また、マスターサーバーのインストールは成功したが、共有メモリーの制約で起動に失敗する場合は、次のいずれか一方または両方の方法で、マスターサーバーの共有メモリー要件を緩和することができます。
postgres 構成ファイル $BASEDIR/N1_Service_Provisioning_System_5.2/server/postgres/data/postgresql.conf 内のmax_connections および shared_buffers パラメータの値を小さくする。max_connections を 32 、shared_buffers を 8,000 に設定します。
$BASEDIR/N1_Service_Provisioning_System_5.2/server/config/config.properties ファイル内の db.maxconnections プロパティを 30 に減らす。

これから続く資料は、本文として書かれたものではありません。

//! A lyrics view bound to one document and one player.
//!
//! The session owns the highlight state for its view. Player events are
//! applied strictly in arrival order, and once the view is torn down every
//! further event is ignored.

use crate::source::{self, MediaSource};
use crate::sync::{LyricsView, PlaybackSynchronizer, Player, SyncOptions, SyncState};
use crate::transcript::{Document, TimeCode};
use std::path::Path;
use tokio::sync::mpsc;
use tracing::{debug, info, instrument, warn};

/// Something the player or the user did.
#[derive(Debug, Clone, Copy, PartialEq, Eq)]
pub enum PlayerEvent {
    /// Periodic time update from the player.
    Tick(TimeCode),
    /// The user moved the playback position.
    Seek(TimeCode),
    /// The user activated a line's timestamp.
    SeekToLine(usize),
    /// The user pressed play.
    Play,
    /// The user pressed pause.
    Pause,
    /// The view is going away.
    Teardown,
}

/// Binds a parsed document, its highlight state, a player and a view.
pub struct LyricsSession<P: Player, V: LyricsView> {
    document: Document,
    synchronizer: Option<PlaybackSynchronizer>,
    media: Option<MediaSource>,
    notice: Option<String>,
    player: P,
    view: V,
    torn_down: bool,
}

impl<P: Player, V: LyricsView> LyricsSession<P, V> {
    /// Open a session.
    ///
    /// A media directive that cannot be resolved disables synchronization for
    /// this document and leaves a notice in place of the player.
    #[instrument(skip(document, player, view), fields(lines = document.lines.len()))]
    pub async fn open(
        document: Document,
        media_directive: Option<&str>,
        base_dir: Option<&Path>,
        options: SyncOptions,
        player: P,
        view: V,
    ) -> Self {
        let mut media = None;
        let mut notice = None;

        if let Some(directive) = media_directive {
            match source::resolve(directive, base_dir).await {
                Ok(resolved) => {
                    info!("Following {} ({})", resolved.path.display(), resolved.kind);
                    media = Some(resolved);
                }
                Err(e) => {
                    warn!("Synchronization disabled: {}", e);
                    notice = Some(e.to_string());
                }
            }
        }

        let synchronizer = match notice {
            Some(_) => None,
            None => Some(PlaybackSynchronizer::for_document(&document, options)),
        };

        if document.is_opaque() {
            debug!("Opaque document, nothing to highlight");
        }

        Self {
            document,
            synchronizer,
            media,
            notice,
            player,
            view,
            torn_down: false,
        }
    }

    pub fn document(&self) -> &Document {
        &self.document
    }

    pub fn media(&self) -> Option<&MediaSource> {
        self.media.as_ref()
    }

    /// Inline notice shown instead of the player.
    pub fn notice(&self) -> Option<&str> {
        self.notice.as_deref()
    }

    pub fn is_synchronized(&self) -> bool {
        self.synchronizer.is_some() && !self.torn_down
    }

    pub fn is_torn_down(&self) -> bool {
        self.torn_down
    }

    pub fn state(&self) -> Option<SyncState> {
        self.synchronizer.as_ref().map(|s| s.state())
    }

    /// Document lines currently active.
    pub fn active_lines(&self) -> &[usize] {
        self.synchronizer.as_ref().map(|s| s.active_lines()).unwrap_or(&[])
    }

    pub fn player(&self) -> &P {
        &self.player
    }

    pub fn view(&self) -> &V {
        &self.view
    }

    /// Apply one event. Returns `false` once the session is torn down.
    pub fn handle(&mut self, event: PlayerEvent) -> bool {
        if self.torn_down {
            debug!("Ignoring {:?} after teardown", event);
            return false;
        }

        if event == PlayerEvent::Teardown {
            self.torn_down = true;
            self.synchronizer = None;
            debug!("Session torn down");
            return false;
        }

        let Some(sync) = self.synchronizer.as_mut() else {
            return true;
        };

        match event {
            PlayerEvent::Tick(now) => {
                sync.on_time_update(now, false, &mut self.player, &mut self.view);
            }
            PlayerEvent::Seek(target) => sync.seek(target, &mut self.player, &mut self.view),
            PlayerEvent::SeekToLine(line) => {
                if !sync.seek_to_line(line, &mut self.player, &mut self.view) {
                    debug!("Line {} has no timestamp", line);
                }
            }
            PlayerEvent::Play => sync.resume(&mut self.player, &mut self.view),
            PlayerEvent::Pause => self.player.pause(),
            PlayerEvent::Teardown => {}
        }

        true
    }

    /// Drain events in order until teardown or until every sender is gone.
    pub async fn run(&mut self, mut events: mpsc::Receiver<PlayerEvent>) -> usize {
        let mut handled = 0;
        while let Some(event) = events.recv().await {
            handled += 1;
            if !self.handle(event) {
                break;
            }
        }
        handled
    }
}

Windows システムにマスターサーバー、リモートエージェント、またはローカルディストリビュータをインストールするときのエラーです。Other Account で Windows サービスを実行するようにした場合は、Log on as a service 権限を持つユーザー名を入力する必要があります。無効なパスワードが入力されるか、ユーザー名に Log on as a service 権限がない場合、インストールされたサービスの起動に失敗します。

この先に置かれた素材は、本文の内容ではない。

//! Millisecond timecodes and their `mm:ss` display labels.

use crate::error::{LrcsyncError, Result};
use serde::{Deserialize, Serialize};

const MS_PER_SECOND: u64 = 1000;
const MS_PER_MINUTE: u64 = 60 * MS_PER_SECOND;
const MS_PER_HOUR: u64 = 60 * MS_PER_MINUTE;

/// A non-negative playback position in milliseconds.
#[derive(
    Debug, Clone, Copy, Default, PartialEq, Eq, PartialOrd, Ord, Hash, Serialize, Deserialize,
)]
#[serde(transparent)]
pub struct TimeCode(u64);

impl TimeCode {
    pub const ZERO: TimeCode = TimeCode(0);

    pub fn from_millis(ms: u64) -> Self {
        Self(ms)
    }

    pub fn as_millis(self) -> u64 {
        self.0
    }

    /// Build a timecode from the captures of an LRC marker.
    ///
    /// `seconds` may carry a fraction of any length; the total is rounded
    /// to the nearest millisecond.
    pub fn from_lrc_parts(hours: Option<&str>, minutes: &str, seconds: &str) -> Result<Self> {
        let hours: u64 = match hours {
            Some(h) => parse_component(h, "hours")?,
            None => 0,
        };
        let minutes: u64 = parse_component(minutes, "minutes")?;
        let seconds: f64 = seconds
            .parse()
            .map_err(|_| LrcsyncError::MalformedTimecode(format!("invalid seconds: {}", seconds)))?;

        let total_seconds = (hours as f64) * 3600.0 + (minutes as f64) * 60.0 + seconds;
        let ms = (total_seconds * 1000.0).round();
        if !ms.is_finite() || ms < 0.0 || ms >= u64::MAX as f64 {
            return Err(LrcsyncError::MalformedTimecode(format!(
                "out of range: {}:{}:{}",
                hours, minutes, seconds
            )));
        }

        Ok(Self(ms as u64))
    }

    /// Build a timecode from the four fields of an SRT `hh:mm:ss,mmm` stamp.
    pub fn from_srt_parts(hours: &str, minutes: &str, seconds: &str, millis: &str) -> Result<Self> {
        let hours: u64 = parse_component(hours, "hours")?;
        let minutes: u64 = parse_component(minutes, "minutes")?;
        let seconds: u64 = parse_component(seconds, "seconds")?;
        let millis: u64 = parse_component(millis, "milliseconds")?;

        [(hours, MS_PER_HOUR), (minutes, MS_PER_MINUTE), (seconds, MS_PER_SECOND), (millis, 1)]
            .into_iter()
            .try_fold(0u64, |acc, (value, unit)| {
                value.checked_mul(unit).and_then(|ms| acc.checked_add(ms))
            })
            .map(Self)
            .ok_or_else(|| {
                LrcsyncError::MalformedTimecode(format!(
                    "out of range: {}:{}:{},{}",
                    hours, minutes, seconds, millis
                ))
            })
    }

    /// Parse a full SRT stamp such as `00:01:02,500`.
    pub fn parse_srt(stamp: &str) -> Result<Self> {
        let stamp = stamp.trim();
        let (clock, millis) = stamp
            .split_once(',')
            .ok_or_else(|| LrcsyncError::MalformedTimecode(format!("missing ',': {}", stamp)))?;

        let parts: Vec<&str> = clock.split(':').collect();
        if parts.len() != 3 {
            return Err(LrcsyncError::MalformedTimecode(format!(
                "SRT timestamp must be hh:mm:ss,mmm: {}",
                stamp
            )));
        }

        Self::from_srt_parts(parts[0], parts[1], parts[2], millis)
    }

    /// Normalized `mm:ss` label. Hours fold into minutes and the
    /// sub-second part is dropped.
    pub fn label(self) -> String {
        let minutes = self.0 / MS_PER_MINUTE;
        let seconds = (self.0 / MS_PER_SECOND) % 60;
        format!("{:02}:{:02}", minutes, seconds)
    }

    /// Parse a `mm:ss` label back into milliseconds.
    pub fn parse_label(label: &str) -> Result<Self> {
        let (minutes, seconds) = label
            .trim()
            .split_once(':')
            .ok_or_else(|| LrcsyncError::MalformedTimecode(format!("not a label: {}", label)))?;
        let minutes: u64 = parse_component(minutes, "minutes")?;
        let seconds: u64 = parse_component(seconds, "seconds")?;

        minutes
            .checked_mul(MS_PER_MINUTE)
            .zip(seconds.checked_mul(MS_PER_SECOND))
            .and_then(|(m, s)| m.checked_add(s))
            .map(Self)
            .ok_or_else(|| LrcsyncError::MalformedTimecode(format!("out of range: {}", label)))
    }
}

/// Accepts plain milliseconds (`2500`), `mm:ss[.fff]` or `hh:mm:ss[.fff]`.
impl std::str::FromStr for TimeCode {
    type Err = LrcsyncError;

    fn from_str(s: &str) -> std::result::Result<Self, Self::Err> {
        let s = s.trim();
        if !s.contains(':') {
            return parse_component(s, "milliseconds").map(Self);
        }

        let parts: Vec<&str> = s.split(':').collect();
        match parts.as_slice() {
            [minutes, seconds] => Self::from_lrc_parts(None, minutes, seconds),
            [hours, minutes, seconds] => Self::from_lrc_parts(Some(*hours), minutes, seconds),
            _ => Err(LrcsyncError::MalformedTimecode(format!("expected mm:ss or hh:mm:ss: {}", s))),
        }
    }
}

impl std::fmt::Display for TimeCode {
    fn fmt(&self, f: &mut std::fmt::Formatter<'_>) -> std::fmt::Result {
        write!(f, "{}.{:03}", self.label(), self.0 % MS_PER_SECOND)
    }
}

fn parse_component(value: &str, what: &str) -> Result<u64> {
    value
        .trim()
        .parse::<u64>()
        .map_err(|_| LrcsyncError::MalformedTimecode(format!("invalid {}: {}", what, value)))
}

サービスの起動に失敗した場合は、状況に応じてエラーメッセージが表示されます。
マスターサーバーの場合
データベース設定を行うには、postgres サービスが実行されている必要があるため、リブート後にインストールが失敗します。Other Account に指定された資格情報が無効なため、postgres サービスの起動に失敗して、インストールがハングアップし、次のエラーメッセージが表示されます。
At least one service or driver failed during system startup. Use Event Viewer to examine the event log for details.
リモートエージェントの場合
Error 1920.Service cragent (cragent) failed to start. Verify that you have sufficient privileges to start system services.
ローカルディストリビュータの場合
Error 1920.Service crdistributor (crdistributor) failed to start. Verify that you have sufficient privileges to start system services.
このエラーは、無効なパスワードが入力されたか、ユーザー名に Log on as a service 権限がないために発生します。ユーザー名の妥当性検査では、コンピュータ上にそのユーザーが存在するかどうかだけが検査されます。そのユーザーのパスワードが有効かどうか、あるいはユーザー名に「Log on as a service」権限があるかどうかの資格検査は行われません。
対処方法: このエラーを回避するには、次のいずれかの対処をします。
Other Account に入力するパスワードが有効であること、またユーザー名に Log on as a service 権限があることを確認する。
Other Account オプションではなく、System Account オプションを選択する。この場合、ユーザー名とパスワードの入力は必要ありません。インストールは継続され、SYSTEM ユーザーでサービスが実行されます。